If the lab work can get to market anywhere near the efficiencies seen to date everything from sugarcane to algae has a very tough new competitor.

The next step for the team will be to try to make the technology feasible for large-scale applications like carbon capture at coal-burning power plants.  Wendell explains, “This involves developing a strategy to extract both the lipid shell of the algae used for biodiesel and the cytoplasmic contents of the guts, and reusing these proteins in the foam. We are also looking into other short carbon molecules we can make by altering the enzyme cocktail in the foam.”

Because a foam nest is a non-living thing it can convert all the sunlight it receives into sugar without the other life-related activities like respiration, digestion, reproduction, growth and excretion.  The foam the team developed allows air to very easily enter the foamy material. Another advantage is team is able to concentrate the reactants inside the foam. The foam can effectively concentrate the reactants and allows very good amount of light penetration.

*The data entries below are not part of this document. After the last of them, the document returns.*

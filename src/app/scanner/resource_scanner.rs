//! Counting of one account/region pair.

use crate::app::audit_log::ScanLog;
use crate::app::counters::{CounterDescriptor, CounterFactory, CounterResult};
use crate::app::credentials::ScanCredentials;
use crate::app::totals::ResourceTotals;
use std::collections::BTreeMap;
use std::sync::Arc;
use std::time::Duration;
use tokio::sync::{mpsc, Mutex};

pub struct ResourceScanner {
    factory: Arc<dyn CounterFactory>,
    log: Arc<dyn ScanLog>,
    counter_timeout: Duration,
}

impl ResourceScanner {
    pub fn new(
        factory: Arc<dyn CounterFactory>,
        log: Arc<dyn ScanLog>,
        counter_timeout: Duration,
    ) -> Self {
        Self {
            factory,
            log,
            counter_timeout,
        }
    }

    /// Run every counter of `region` in parallel and return the count per resource type.
    ///
    /// Each counter runs as its own task bounded by the counter timeout; a counter that does not
    /// finish in time reports a zero count with a timeout error. Once all results are in, the
    /// shared totals are updated under the lock and one audit record is written per type.
    pub async fn scan_resources(
        &self,
        account_id: &str,
        region: &str,
        credentials: Option<&ScanCredentials>,
        totals: &Mutex<ResourceTotals>,
    ) -> BTreeMap<String, u64> {
        let counters = self.factory.counters_for(region, credentials);
        let expected = counters.len();
        let mut counts = BTreeMap::new();
        if expected == 0 {
            return counts;
        }

        scan_debug!(account_id, region, "Starting {} counters", expected);

        let descriptors: Vec<&'static CounterDescriptor> =
            counters.iter().map(|c| c.descriptor()).collect();
        let (tx, mut rx) = mpsc::channel::<CounterResult>(expected);
        for mut counter in counters {
            let tx = tx.clone();
            let timeout = self.counter_timeout;
            tokio::spawn(async move {
                let descriptor = counter.descriptor();
                let result = match tokio::time::timeout(timeout, counter.execute()).await {
                    Ok(()) => counter.result(),
                    Err(_) => CounterResult::timed_out(descriptor, timeout),
                };
                if tx.send(result).await.is_err() {
                    tracing::debug!("Result of {} dropped", descriptor.resource_type);
                }
            });
        }
        drop(tx);

        let mut results = Vec::with_capacity(expected);
        while results.len() < expected {
            match rx.recv().await {
                Some(result) => results.push(result),
                None => break,
            }
        }

        // A task that panicked never sent its result
        for descriptor in descriptors {
            if !results
                .iter()
                .any(|r| r.resource_type == descriptor.resource_type)
            {
                scan_error!(
                    account_id,
                    region,
                    "Counter for {} stopped without reporting",
                    descriptor.resource_type
                );
                results.push(CounterResult::failure(descriptor, "counter panicked"));
            }
        }

        {
            let mut totals = totals.lock().await;
            for result in &results {
                if !totals.record(&result.resource_type, result.count) {
                    scan_debug!(
                        account_id,
                        region,
                        "{} has no totals category",
                        result.resource_type
                    );
                }
            }
        }

        for result in results {
            if let Some(error) = &result.error {
                scan_warn!(
                    account_id,
                    region,
                    "Error counting {}: {}",
                    result.resource_type,
                    error
                );
                let message = format!(
                    "Error counting {} in account {} region {}: {}{}",
                    result.resource_type,
                    account_id,
                    region,
                    error,
                    result.permission_suggestion.as_deref().unwrap_or_default()
                );
                self.write(&[message]);
            }
            counts.insert(result.resource_type, result.count);
        }

        for (resource_type, count) in &counts {
            self.write(&[
                account_id.to_string(),
                region.to_string(),
                resource_type.clone(),
                count.to_string(),
            ]);
        }

        scan_info!(account_id, region, "Counted {} resource types", counts.len());
        counts
    }

    fn write(&self, record: &[String]) {
        if let Err(e) = self.log.log_record(record) {
            tracing::warn!("Failed to write audit log record: {:#}", e);
        }
    }
}

#[cfg(test)]
mod tests {
    use super::*;
    use crate::app::audit_log::MemoryScanLog;
    use crate::app::counters::{
        descriptors_for_region, CountSource, Counter, CounterDescriptor, ResourceCounter,
    };
    use crate::app::totals::ResourceCategory;
    use async_trait::async_trait;
    use std::collections::HashMap;

    /// Counts from a fixed table; `None` hangs forever
    struct TableSource(HashMap<&'static str, Option<Result<u64, &'static str>>>);

    #[async_trait]
    impl CountSource for TableSource {
        async fn count(&self, descriptor: &CounterDescriptor) -> anyhow::Result<u64> {
            match self.0.get(descriptor.resource_type) {
                Some(Some(Ok(n))) => Ok(*n),
                Some(Some(Err(e))) => Err(anyhow::anyhow!("{}", e)),
                Some(None) => {
                    std::future::pending::<()>().await;
                    Ok(0)
                }
                None => Ok(0),
            }
        }
    }

    /// Panics for one resource type, counts 1 for the others
    struct PanickingSource(&'static str);

    #[async_trait]
    impl CountSource for PanickingSource {
        async fn count(&self, descriptor: &CounterDescriptor) -> anyhow::Result<u64> {
            if descriptor.resource_type == self.0 {
                panic!("describe call returned an unexpected shape");
            }
            Ok(1)
        }
    }

    struct TableFactory(Arc<dyn CountSource>);

    impl CounterFactory for TableFactory {
        fn counters_for(
            &self,
            region: &str,
            _credentials: Option<&ScanCredentials>,
        ) -> Vec<Box<dyn ResourceCounter>> {
            descriptors_for_region(region)
                .into_iter()
                .map(|d| Box::new(Counter::new(d, self.0.clone())) as Box<dyn ResourceCounter>)
                .collect()
        }
    }

    fn scanner(
        table: HashMap<&'static str, Option<Result<u64, &'static str>>>,
        log: Arc<MemoryScanLog>,
        timeout: Duration,
    ) -> ResourceScanner {
        ResourceScanner::new(
            Arc::new(TableFactory(Arc::new(TableSource(table)))),
            log,
            timeout,
        )
    }

    #[tokio::test]
    async fn test_records_every_type_and_updates_totals() {
        let log = Arc::new(MemoryScanLog::new());
        let scanner = scanner(
            HashMap::from([
                ("AWS::EC2::Instance", Some(Ok(3))),
                ("AWS::S3::Bucket", Some(Ok(2))),
            ]),
            log.clone(),
            Duration::from_secs(5),
        );
        let totals = Mutex::new(ResourceTotals::default());

        let counts = scanner
            .scan_resources("111111111111", "us-east-1", None, &totals)
            .await;

        assert_eq!(counts.len(), 11);
        assert_eq!(counts["AWS::EC2::Instance"], 3);
        assert_eq!(counts["AWS::S3::Bucket"], 2);

        let totals = totals.lock().await;
        assert_eq!(totals.get(ResourceCategory::VirtualMachines), 3);
        assert_eq!(totals.get(ResourceCategory::Buckets), 2);
        assert_eq!(totals.total(), 5);

        let records = log.records();
        assert_eq!(records.len(), 11);
        assert!(records.contains(&vec![
            "111111111111".to_string(),
            "us-east-1".to_string(),
            "AWS::EC2::Instance".to_string(),
            "3".to_string()
        ]));
        assert!(records.iter().any(|r| r[2] == "AWS::Lambda::Function" && r[3] == "0"));
    }

    #[tokio::test]
    async fn test_counter_error_is_isolated() {
        let log = Arc::new(MemoryScanLog::new());
        let scanner = scanner(
            HashMap::from([
                ("AWS::RDS::DBInstance", Some(Err("AccessDeniedException: no"))),
                ("AWS::Lambda::Function", Some(Ok(4))),
            ]),
            log.clone(),
            Duration::from_secs(5),
        );
        let totals = Mutex::new(ResourceTotals::default());

        let counts = scanner
            .scan_resources("222222222222", "eu-west-1", None, &totals)
            .await;

        assert_eq!(counts.len(), 9);
        assert_eq!(counts["AWS::RDS::DBInstance"], 0);
        assert_eq!(counts["AWS::Lambda::Function"], 4);

        let messages = log.messages();
        assert_eq!(messages.len(), 1);
        assert!(messages[0].starts_with(
            "Error counting AWS::RDS::DBInstance in account 222222222222 region eu-west-1"
        ));
        assert!(messages[0].contains("- rds:DescribeDBInstances"));
    }

    #[tokio::test]
    async fn test_hung_counter_times_out() {
        let log = Arc::new(MemoryScanLog::new());
        let scanner = scanner(
            HashMap::from([
                ("AWS::EKS::Cluster", None),
                ("AWS::EC2::Volume", Some(Ok(6))),
            ]),
            log.clone(),
            Duration::from_millis(50),
        );
        let totals = Mutex::new(ResourceTotals::default());

        let counts = scanner
            .scan_resources("333333333333", "eu-west-1", None, &totals)
            .await;

        assert_eq!(counts["AWS::EKS::Cluster"], 0);
        assert_eq!(counts["AWS::EC2::Volume"], 6);
        assert!(log
            .messages()
            .iter()
            .any(|m| m.contains("counter timed out after 50ms")));
        assert_eq!(totals.lock().await.get(ResourceCategory::NonOsDisks), 6);
    }

    #[tokio::test]
    async fn test_panicking_counter_still_gets_a_record() {
        let log = Arc::new(MemoryScanLog::new());
        let scanner = ResourceScanner::new(
            Arc::new(TableFactory(Arc::new(PanickingSource("AWS::ECS::Cluster")))),
            log.clone(),
            Duration::from_secs(5),
        );
        let totals = Mutex::new(ResourceTotals::default());

        let counts = scanner
            .scan_resources("444444444444", "eu-west-1", None, &totals)
            .await;

        assert_eq!(counts.len(), 9);
        assert_eq!(counts["AWS::ECS::Cluster"], 0);
        assert_eq!(counts["AWS::Lambda::Function"], 1);
        assert_eq!(log.records().len(), 9);
        assert!(log
            .records()
            .contains(&vec![
                "444444444444".to_string(),
                "eu-west-1".to_string(),
                "AWS::ECS::Cluster".to_string(),
                "0".to_string()
            ]));
        assert!(log.messages().iter().any(|m| m.starts_with(
            "Error counting AWS::ECS::Cluster in account 444444444444 region eu-west-1: counter panicked"
        )));
    }
}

The question not yet answered is how the sugar product is extracted. Just how the product is excreted or if the foam is destroyed during extraction is a question of some significance for the processing plan.

The lab functional idea is a milestone to a breakthrough.  The award should be one of many.  Getting past 90% efficiency changes the land use calculation by nearly an order of magnitude.  Cheap enough as a commercial process, transport fuels would have a major competitor as time brings better development and increasing scale.

The news didn’t seem to crack into the wider field, but it should have.  If the team can get a full process demo from making foam and the ingredients to sugar out with a cost estimate maybe the world will take more notice.  That is news to look forward to.